Ce concept rejoint la logique de plyométrie extensive pour la santé des tendons, en offrant aux unités musculo-tendineuses du bas du corps les types d’interactions spécifiques aux sports (ou du moins à certains d’entre eux). Cela aide à préparer les structures corporelles à ces types d’interactions avec de plus en plus d’intensité au fil du temps ; c’est le stress mécanique adéquat pour apprêter les tendons aux activités athlétiques, la tâche elle-même dictant les adaptations musculo-tendineuses

Comme la plyométrie extensive pour la plyométrie intensive, je suis convaincu que l’agilité extensive permet de préparer au mieux le corps pour l’agilité intensive – et donc pour la pratique sportive – en développant la résilience des tendons et d’autres tissus (passifs ou actifs) à travers des contacts ‘’élastiques’’ de faible intensité au sol. C’est aussi utile en échauffement, avant de réaliser des mouvements / exercices plus ‘’agressifs’’ et plus exigeants en termes de forces de ressort (à travers des mouvements similaires à ceux qui vont être utilisés pendant la séance, ou avec des mouvements totalement différents).

En utilisant des mouvements extensifs, on introduit de l’élasticité à un faible niveau et on entraîne les co-contracteurs du complexe pied-cheville-jambe à être capable de supporter des efforts de plus en plus intenses au fil du temps.
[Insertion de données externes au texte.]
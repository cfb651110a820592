//! Bootstrap utilities for motobus binaries.

use std::future::Future;
use std::time::Duration;

use backon::{ExponentialBuilder, Retryable};
use tracing::{info, warn};
use tracing_subscriber::{layer::SubscriberExt, util::SubscriberInitExt};

use crate::config::LOG_ENV_VAR;

/// Initialize tracing with the MOTOBUS_LOG environment variable.
///
/// Defaults to "info" level if MOTOBUS_LOG is not set.
pub fn init_tracing() {
    tracing_subscriber::registry()
        .with(
            tracing_subscriber::EnvFilter::try_from_env(LOG_ENV_VAR)
                .unwrap_or_else(|_| tracing_subscriber::EnvFilter::new("info")),
        )
        .with(tracing_subscriber::fmt::layer())
        .init();
}

/// Establish a connection with exponential backoff.
///
/// # Arguments
/// * `target` - Human-readable name for logging (e.g., "broker")
/// * `connect` - Async function that attempts to establish the connection
///
/// # Returns
/// The connection on success, or the last error after 30 attempts.
pub async fn connect_with_retry<T, E, F, Fut>(target: &str, connect: F) -> Result<T, E>
where
    E: std::fmt::Display,
    F: FnMut() -> Fut,
    Fut: Future<Output = Result<T, E>>,
{
    let backoff = ExponentialBuilder::default()
        .with_min_delay(Duration::from_millis(100))
        .with_max_delay(Duration::from_secs(5))
        .with_max_times(30);

    let connection = connect
        .retry(backoff)
        .notify(|e: &E, delay: Duration| {
            warn!(
                target_name = %target,
                error = %e,
                backoff_ms = %delay.as_millis(),
                "Connection failed, retrying"
            );
        })
        .await?;

    info!(target_name = %target, "Connected");
    Ok(connection)
}

#[cfg(test)]
mod tests {
    use super::*;
    use std::sync::atomic::{AtomicU32, Ordering};

    #[tokio::test]
    async fn test_connect_with_retry_recovers() {
        let attempts = AtomicU32::new(0);
        let result: Result<u32, String> = connect_with_retry("broker", || async {
            let n = attempts.fetch_add(1, Ordering::SeqCst) + 1;
            if n < 3 {
                Err(format!("refused {n}"))
            } else {
                Ok(n)
            }
        })
        .await;

        assert_eq!(result, Ok(3));
        assert_eq!(attempts.load(Ordering::SeqCst), 3);
    }
}
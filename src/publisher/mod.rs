//! Fire-and-forget publishing of events and chunked transfers.
//!
//! Every publish declares its target queue first (non-durable, idempotent)
//! and then sends without waiting for a broker confirm. Messages are
//! transient: a broker restart may lose them.

use std::path::Path;
use std::sync::Arc;

use chrono::{DateTime, Utc};
use serde::Serialize;
use tokio::io::{AsyncRead, AsyncReadExt};
use tracing::{debug, info};

use crate::bus::{Broker, BusError, OutboundMessage, QueueSpec};
use crate::wire::{self, ChunkMessage, Keyed};

/// Fragment size of chunked transfers.
pub const DEFAULT_CHUNK_SIZE: usize = 4096;

/// Errors that can occur while publishing.
#[derive(Debug, thiserror::Error)]
pub enum PublishError {
    #[error("Bus error: {0}")]
    Bus(#[from] BusError),

    #[error("Serialization failed: {0}")]
    Serialization(#[from] serde_json::Error),

    #[error("Failed to read source: {0}")]
    Io(#[from] std::io::Error),
}

pub type Result<T> = std::result::Result<T, PublishError>;

/// Name given to a transferred file: `{correlationId}_{yyyyMMddHHmmss}{ext}`.
///
/// `extension` includes its leading dot, or is empty.
pub fn transfer_file_name(correlation_id: &str, extension: &str, at: DateTime<Utc>) -> String {
    format!("{}_{}{}", correlation_id, at.format("%Y%m%d%H%M%S"), extension)
}

/// Publishes payloads to named queues.
#[derive(Clone)]
pub struct Publisher {
    broker: Arc<dyn Broker>,
    chunk_size: usize,
}

impl Publisher {
    pub fn new(broker: Arc<dyn Broker>) -> Self {
        Self {
            broker,
            chunk_size: DEFAULT_CHUNK_SIZE,
        }
    }

    pub fn with_chunk_size(mut self, chunk_size: usize) -> Self {
        self.chunk_size = chunk_size.max(1);
        self
    }

    pub fn chunk_size(&self) -> usize {
        self.chunk_size
    }

    /// Serialize `payload` as JSON and send it to `queue`.
    pub async fn publish<T: Serialize + ?Sized>(&self, queue: &str, payload: &T) -> Result<()> {
        let body = wire::encode(payload)?;
        self.broker
            .declare_queue(&QueueSpec::transient(queue))
            .await?;
        self.broker
            .publish(queue, OutboundMessage::json(body))
            .await?;
        Ok(())
    }

    /// Publish a domain event.
    pub async fn publish_event<E: Serialize + Keyed>(&self, queue: &str, event: &E) -> Result<()> {
        self.publish(queue, event).await?;
        info!(queue = %queue, message_key = %event.message_key(), "Published event");
        Ok(())
    }

    /// Split `source` into fixed-size fragments and publish them in order.
    ///
    /// Sequence numbers start at 0. One fragment is read ahead so the
    /// fragment that reaches end-of-stream is marked `isLast`. An empty
    /// source publishes nothing. Returns the number of fragments sent.
    pub async fn publish_stream<R>(
        &self,
        queue: &str,
        mut source: R,
        correlation_id: &str,
        file_name: &str,
    ) -> Result<u32>
    where
        R: AsyncRead + Unpin + Send,
    {
        let mut current = read_fragment(&mut source, self.chunk_size).await?;
        if current.is_empty() {
            debug!(correlation_id = %correlation_id, "Empty source, nothing to publish");
            return Ok(0);
        }

        let mut sequence_number = 0u32;
        loop {
            let next = read_fragment(&mut source, self.chunk_size).await?;
            let is_last = next.is_empty();

            let chunk = ChunkMessage::new(correlation_id, sequence_number, file_name, current, is_last);
            self.publish(queue, &chunk).await?;

            if is_last {
                break;
            }
            current = next;
            sequence_number += 1;
        }

        let count = sequence_number + 1;
        info!(
            queue = %queue,
            correlation_id = %correlation_id,
            file_name = %file_name,
            chunks = count,
            "Published chunked transfer"
        );
        Ok(count)
    }

    /// Stream a file from disk, naming it after the correlation id and the
    /// current time. Returns the transfer file name.
    pub async fn publish_file(
        &self,
        queue: &str,
        path: impl AsRef<Path>,
        correlation_id: &str,
    ) -> Result<String> {
        let path = path.as_ref();
        let extension = path
            .extension()
            .and_then(|ext| ext.to_str())
            .map(|ext| format!(".{ext}"))
            .unwrap_or_default();
        let file_name = transfer_file_name(correlation_id, &extension, Utc::now());

        let file = tokio::fs::File::open(path).await?;
        self.publish_stream(queue, file, correlation_id, &file_name)
            .await?;
        Ok(file_name)
    }
}

/// Read up to `size` bytes, stopping early only at end-of-stream.
async fn read_fragment<R: AsyncRead + Unpin>(source: &mut R, size: usize) -> std::io::Result<Vec<u8>> {
    let mut buf = vec![0u8; size];
    let mut filled = 0;
    while filled < size {
        let n = source.read(&mut buf[filled..]).await?;
        if n == 0 {
            break;
        }
        filled += n;
    }
    buf.truncate(filled);
    Ok(buf)
}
Renforcer cette structure est un élément très important en prévention de blessure, autant au niveau de ce complexe qu’au niveau du genou.

Un autre aspect à prendre en considération est le développement de la ‘’banque générale’’ de mouvement, qui offre aux athlètes plus d’options de mouvement disponibles dans leur pratique sportive. Ce concept aide aussi à faire évoluer la coordination neuromusculaire globale des athlètes (dans plusieurs plans de mouvement). Avec le temps, cela va les aider à s’ajuster plus facilement et plus rapidement aux demandes de l’environnement chaotique que représente la pratique sportive, en utilisant une solution de mouvement plus appropriée.

Également, le fait d’exposer de jeunes athlètes à une grande variété de mouvement est très intéressant, surtout dans le cas d’hyperspécialisation. Avec ce concept, ils peuvent être exposés à un large éventail de footwork et de challenges de mouvement différents de ceux qu’ils peuvent rencontrer dans leur sport. Encore une fois, cela représente une caractéristique non négligeable dans le développement athlétique à long terme et en prévention de blessure.

Concernant les mouvements possibles, la seule réelle limite est la créativité, tant que cela reste un minimum sensé. On peut associer plusieurs patterns de mouvement compliqués, sport-spécifiques ou non, et on peut challenger les athlètes de nombreuses façons différentes dans l’objectif de créer de meilleurs move

Note concernant la surface d’entraînement

Je recommande d’introduire ce concept sur une surface ‘’douce’’ (herbe, gazon ou tapis de gymnastique) si possible, pour limiter les impacts sur les articulations (en plus de pouvoir plus facilement être pieds nus que sur d’autres surfaces). Ensuite, il est possible d’aller vers des surfaces plus ‘’dures’’ jusqu’à atteindre la surface du sport (en repassant en chaussures).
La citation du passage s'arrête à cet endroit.